The aim of a facial recognition system is either to verify or to identify someone from a still or video image. Following the acquisition of this “probe” image, the system must first of all detect the face or distinguish between the face and its surroundings. To do this it selects certain landmark features in order to compare them with the database. Either that or it generates what are called standard feature templates—averages or types. Once detected, the face is normalized, or rather the image is standardized with respect to established photographic codes such as lighting, format, pose, and resolution. Again, this aids comparison with the database. However, the normalization algorithm is only capable of compensating for slight variations, so the probe image must already be as close as possible to a standardized portrait. In order to facilitate face recognition, the already standardized image is translated and transformed into a simplified mathematical representation called a biometric template. The trick, in this process of reductive computation, is to retain enough information to distinguish one template from another and thereby reduce the risk of creating “biometric doubles.[5]

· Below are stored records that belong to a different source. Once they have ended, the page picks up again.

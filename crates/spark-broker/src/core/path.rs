//! 资源路径的规范化与拆分。
//!
//! 规范形式：以单个 `/` 开头、无尾随 `/`、段内非空；空路径规范化为根 `/`。
//! 根路径保留给命名空间自身，从不作为内容资源对外服务。

use std::{borrow::ToOwned, string::String};

use crate::error::BrokerError;

/// 根路径。
pub const ROOT: &str = "/";

/// 将传输层给出的 Uri-Path 规范化。
///
/// - 折叠前导与尾随的 `/`，空输入得到 [`ROOT`]；
/// - 中间出现空段、`.` 或 `..` 时返回 [`BrokerError::Validation`]。
pub fn normalize(raw: &str) -> Result<String, BrokerError> {
    let trimmed = raw.trim_matches('/');
    if trimmed.is_empty() {
        return Ok(ROOT.to_owned());
    }
    let mut normalized = String::with_capacity(trimmed.len() + 1);
    for segment in trimmed.split('/') {
        validate_segment(segment)?;
        normalized.push('/');
        normalized.push_str(segment);
    }
    Ok(normalized)
}

/// 校验单个路径段。
pub fn validate_segment(segment: &str) -> Result<(), BrokerError> {
    if segment.is_empty() {
        return Err(BrokerError::validation("empty path segment"));
    }
    if segment == "." || segment == ".." {
        return Err(BrokerError::validation(format!(
            "relative path segment `{segment}`"
        )));
    }
    if segment.contains('/') {
        return Err(BrokerError::validation(format!(
            "path segment `{segment}` contains `/`"
        )));
    }
    Ok(())
}

/// 将规范路径拆为 `(父路径, 末段名)`；根路径没有父节点。
pub fn split_parent(path: &str) -> Option<(&str, &str)> {
    if path == ROOT {
        return None;
    }
    let idx = path.rfind('/')?;
    let parent = if idx == 0 { ROOT } else { &path[..idx] };
    Some((parent, &path[idx + 1..]))
}

/// 拼接父路径与子节点名。
pub fn join(parent: &str, name: &str) -> String {
    if parent == ROOT {
        format!("/{name}")
    } else {
        format!("{parent}/{name}")
    }
}

/// `path` 是否严格位于 `prefix` 之下（按段匹配，`/psx` 不在 `/ps` 之下）。
pub fn is_beneath(path: &str, prefix: &str) -> bool {
    if path.len() <= prefix.len() || !path.starts_with(prefix) {
        return false;
    }
    prefix == ROOT || path.as_bytes()[prefix.len()] == b'/'
}

#[cfg(test)]
mod tests {
    use super::*;

    #[test]
    fn normalize_prefixes_single_slash() {
        assert_eq!(normalize("ps/topic").as_deref(), Ok("/ps/topic"));
        assert_eq!(normalize("//ps/topic/").as_deref(), Ok("/ps/topic"));
        assert_eq!(normalize("rd/").as_deref(), Ok("/rd"));
        assert_eq!(normalize("").as_deref(), Ok("/"));
    }

    #[test]
    fn normalize_rejects_malformed_segments() {
        assert!(matches!(
            normalize("ps//topic"),
            Err(BrokerError::Validation { .. })
        ));
        assert!(matches!(
            normalize("ps/../rd"),
            Err(BrokerError::Validation { .. })
        ));
    }

    #[test]
    fn split_parent_handles_top_level() {
        assert_eq!(split_parent("/ps"), Some(("/", "ps")));
        assert_eq!(split_parent("/ps/a/b"), Some(("/ps/a", "b")));
        assert_eq!(split_parent("/"), None);
    }

    #[test]
    fn beneath_matches_whole_segments() {
        assert!(is_beneath("/ps/a", "/ps"));
        assert!(is_beneath("/ps/a/b", "/ps"));
        assert!(!is_beneath("/ps", "/ps"));
        assert!(!is_beneath("/psx", "/ps"));
        assert!(is_beneath("/a", "/"));
    }
}
//! # 资源层：发现、读取、创建、更新、删除
//!
//! ## 核心意图（Why）
//! - 承接分发器解析出的目标，对命名空间执行方法语义，并把结果写入事务响应；
//! - 通过 [`ResourceHandler`] 让个别资源（如资源目录的注册与查询入口）接管自己的方法渲染，
//!   其余资源按“主题”默认语义处理：GET 返回载荷，PUT 覆盖载荷，POST 创建子主题。
//!
//! ## 行为契约（What）
//! - 每个操作接收 `&mut Transaction`，成功时设置响应码与载荷，失败时返回 [`BrokerError`]，
//!   由分发器统一折算为响应码；
//! - 响应码约定：读取/发现→2.05，创建→2.01，更新→2.04（新建后的首次更新保持 2.01），删除→2.02。

use std::{
    borrow::ToOwned,
    fmt,
    string::String,
    sync::{
        Arc,
        atomic::{AtomicU64, Ordering},
    },
    vec::Vec,
};

use bytes::Bytes;

use crate::{
    core::{
        link_format::{self, Link},
        message::{ContentFormat, Method, Request, ResponseCode, Transaction},
        namespace::{Representation, ResourceDescriptor, ResourceNamespace, ResourceNode},
        path,
    },
    error::BrokerError,
};

/// 处理器对 POST 的裁决。
#[derive(Debug)]
pub enum PostOutcome {
    /// 按通用规则在目标下创建子资源（链接格式载荷给出建议名）。
    CreateChild,
    /// 创建或沿用处理器指定的子资源。
    ///
    /// `refreshed == true` 且节点已存在时响应 2.04，否则 2.01。
    Child {
        name: String,
        descriptor: ResourceDescriptor,
        refreshed: bool,
    },
    /// 资源自身状态已变化，无需新建节点。
    Changed { payload: Bytes },
}

/// 资源自定义方法渲染。
///
/// # 教案式说明
/// - **契约 (What)**：所有方法都有默认实现，默认行为即主题语义；
///   `render_put` 与 `render_delete` 在变更之前调用，返回错误即拒绝请求；
/// - **前置条件**：调用时命名空间锁未被持有，处理器可以自由访问自己的共享状态；
/// - **风险提示**：`render_delete` 成功后摘除仍可能因并发删除而失败（NotFound），
///   处理器在其中执行的副作用须能容忍这种情况。
pub trait ResourceHandler: Send + Sync + fmt::Debug {
    fn render_get(&self, node: &ResourceNode, _request: &Request) -> Result<Representation, BrokerError> {
        Ok(node.representation())
    }

    fn render_post(&self, _node: &ResourceNode, _request: &Request) -> Result<PostOutcome, BrokerError> {
        Ok(PostOutcome::CreateChild)
    }

    fn render_put(&self, _node: &ResourceNode, _request: &Request) -> Result<(), BrokerError> {
        Ok(())
    }

    fn render_delete(&self, _node: &ResourceNode, _request: &Request) -> Result<(), BrokerError> {
        Ok(())
    }
}

/// 构造 [`BrokerError::MethodNotAllowed`] 的便捷函数，供处理器使用。
pub fn method_not_allowed(node: &ResourceNode, method: Method) -> BrokerError {
    BrokerError::MethodNotAllowed {
        path: node.path().to_owned(),
        method,
    }
}

/// 资源层协作者。
#[derive(Debug)]
pub struct ResourceLayer {
    namespace: Arc<ResourceNamespace>,
    next_name: AtomicU64,
}

impl ResourceLayer {
    /// 以共享命名空间构造资源层。
    ///
    /// - **输入**：与分发器共用的命名空间，资源层不持有任何独立的资源状态；
    /// - **输出**：服务端分配名从 `1` 开始以十六进制递增，仅用于无载荷的 POST 建档；
    /// - **后置条件**：构造本身不修改命名空间。
    pub fn new(namespace: Arc<ResourceNamespace>) -> Self {
        Self {
            namespace,
            next_name: AtomicU64::new(1),
        }
    }

    /// 发现：以链接格式列出顶层资源，支持 `rt=` 过滤。
    pub fn discover(&self, tx: &mut Transaction) -> Result<(), BrokerError> {
        let rt_filter = tx.request().query_value("rt").map(str::to_owned);
        let links: Vec<Link> = self
            .namespace
            .top_level()
            .iter()
            .filter(|node| match rt_filter.as_deref() {
                Some(rt) => node.resource_types().iter().any(|t| t == rt),
                None => true,
            })
            .map(|node| describe(node))
            .collect();
        let payload = link_format::render(&links);
        let response = tx.response_or_begin();
        response.code = Some(ResponseCode::Content);
        response.content_format = Some(ContentFormat::LINK_FORMAT);
        response.payload = Bytes::from(payload);
        Ok(())
    }

    /// 读取事务已挂载的资源。
    pub fn get_resource(&self, tx: &mut Transaction) -> Result<Representation, BrokerError> {
        let node = attached(tx)?;
        let representation = match node.handler() {
            Some(handler) => handler.render_get(&node, tx.request())?,
            None => node.representation(),
        };
        let response = tx.response_or_begin();
        response.code = Some(ResponseCode::Content);
        response.content_format = Some(representation.content_format);
        response.payload = representation.payload.clone();
        Ok(representation)
    }

    /// 在 `path` 下创建子资源，或交给该资源的处理器。
    pub fn create_resource(&self, path: &str, tx: &mut Transaction) -> Result<Arc<ResourceNode>, BrokerError> {
        let parent = self.namespace.resolve(path)?;
        tx.attach_resource(Arc::clone(&parent));
        let outcome = match parent.handler() {
            Some(handler) => handler.render_post(&parent, tx.request())?,
            None => PostOutcome::CreateChild,
        };

        match outcome {
            PostOutcome::CreateChild => {
                let (name, descriptor) = self.child_from_payload(tx.request())?;
                let child = match name {
                    Some(name) => self.namespace.insert(path, &name, descriptor)?,
                    None => self.insert_server_named(path, descriptor)?,
                };
                tracing::info!(path = child.path(), "resource created on POST");
                respond_created(tx, &child, ResponseCode::Created);
                Ok(child)
            }
            PostOutcome::Child {
                name,
                descriptor,
                refreshed,
            } => {
                let (child, created) = self.namespace.insert_or_get(path, &name, descriptor)?;
                let code = if refreshed && !created {
                    ResponseCode::Changed
                } else {
                    ResponseCode::Created
                };
                respond_created(tx, &child, code);
                Ok(child)
            }
            PostOutcome::Changed { payload } => {
                parent.touch();
                let response = tx.response_or_begin();
                response.code = Some(ResponseCode::Changed);
                response.payload = payload;
                Ok(parent)
            }
        }
    }

    /// 原地更新事务已挂载的资源，返回更新后的表示。
    ///
    /// `created == true` 表示资源刚由本事务创建，响应码保持 2.01。
    pub fn update_resource(&self, tx: &mut Transaction, created: bool) -> Result<Representation, BrokerError> {
        let node = attached(tx)?;
        if let Some(handler) = node.handler() {
            handler.render_put(&node, tx.request())?;
        }
        let request = tx.request();
        let representation = node.update(request.payload.clone(), request.content_format);
        tx.set_code(if created {
            ResponseCode::Created
        } else {
            ResponseCode::Changed
        });
        Ok(representation)
    }

    /// 删除 `path` 处的资源及其子树。
    ///
    /// `before` 在命名空间写锁内、摘除之前以整棵子树调用，用于取观察者快照。
    pub fn delete_resource<T>(
        &self,
        tx: &mut Transaction,
        path: &str,
        before: impl FnOnce(&[Arc<ResourceNode>]) -> T,
    ) -> Result<T, BrokerError> {
        let node = attached(tx)?;
        if let Some(handler) = node.handler() {
            handler.render_delete(&node, tx.request())?;
        }
        let (removed, carried) = self.namespace.remove_with(path, before)?;
        tracing::debug!(path, removed = removed.len(), "resource subtree deleted");
        tx.set_code(ResponseCode::Deleted);
        Ok(carried)
    }

    fn child_from_payload(&self, request: &Request) -> Result<(Option<String>, ResourceDescriptor), BrokerError> {
        let mut descriptor = ResourceDescriptor::topic();
        if request.payload.is_empty() {
            return Ok((None, descriptor));
        }
        let text = std::str::from_utf8(&request.payload)
            .map_err(|err| BrokerError::validation(format!("link payload is not UTF-8: {err}")))?;
        let links = link_format::parse(text)?;
        let link = links
            .first()
            .ok_or_else(|| BrokerError::validation("link payload names no resource"))?;
        let name = link.target().trim_start_matches('/');
        path::validate_segment(name)?;
        if let Some(format) = link.content_format()? {
            descriptor.content_format = format;
        }
        descriptor.resource_types = link.values("rt").map(str::to_owned).collect();
        Ok((Some(name.to_owned()), descriptor))
    }

    fn insert_server_named(&self, parent: &str, descriptor: ResourceDescriptor) -> Result<Arc<ResourceNode>, BrokerError> {
        loop {
            let name = format!("{:x}", self.next_name.fetch_add(1, Ordering::Relaxed));
            match self.namespace.insert(parent, &name, descriptor.clone()) {
                Err(BrokerError::Conflict { .. }) => continue,
                other => return other,
            }
        }
    }
}

fn attached(tx: &Transaction) -> Result<Arc<ResourceNode>, BrokerError> {
    tx.resource()
        .cloned()
        .ok_or_else(|| BrokerError::not_found(&tx.request().uri_path))
}

fn respond_created(tx: &mut Transaction, child: &ResourceNode, code: ResponseCode) {
    let response = tx.response_or_begin();
    response.code = Some(code);
    response.location_path = Some(child.path().trim_start_matches('/').to_owned());
}

/// 资源的发现描述：`<path>;ct=..;rt="..";obs`。
pub(crate) fn describe(node: &ResourceNode) -> Link {
    let mut link = Link::new(node.path()).with_attr("ct", node.content_format().0.to_string());
    if !node.resource_types().is_empty() {
        link = link.with_attr("rt", node.resource_types().join(" "));
    }
    if node.is_observable() {
        link = link.with_flag("obs");
    }
    link
}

One of the algorithms used in face recognition is Principal Component Analysis (PCA). It produces images akin to Francis Galton’s nineteenth-century eugenicist photographic composites by removing extraneous information, including the outline of the face itself.[6] PCA reduces faces to their vectors and refigures them as eigenfaces. In “Eigenfaces for Recognition,” Turk and Pentland explain that the system functions “by projecting face images onto a feature space that spans the significant variations among known face images.[7] Significant features are referred to as eigenfaces “because they are the eigenvectors (principal components) of the set of faces.” They may correspond to familiar features like eyes and noses whose geometric relation is then measured and computed. Each input, or individual face image, is “a weighted sum of the eigenface features, and so to recognize a particular face it is necessary only to compare these weights to those of known individuals.” Turk and Pentland acknowledge that an eigenface is “an extremely compact representation” not only of the face but of the original face image.[8] It is a practical rather than elegant solution to the problem of face recognition.[9]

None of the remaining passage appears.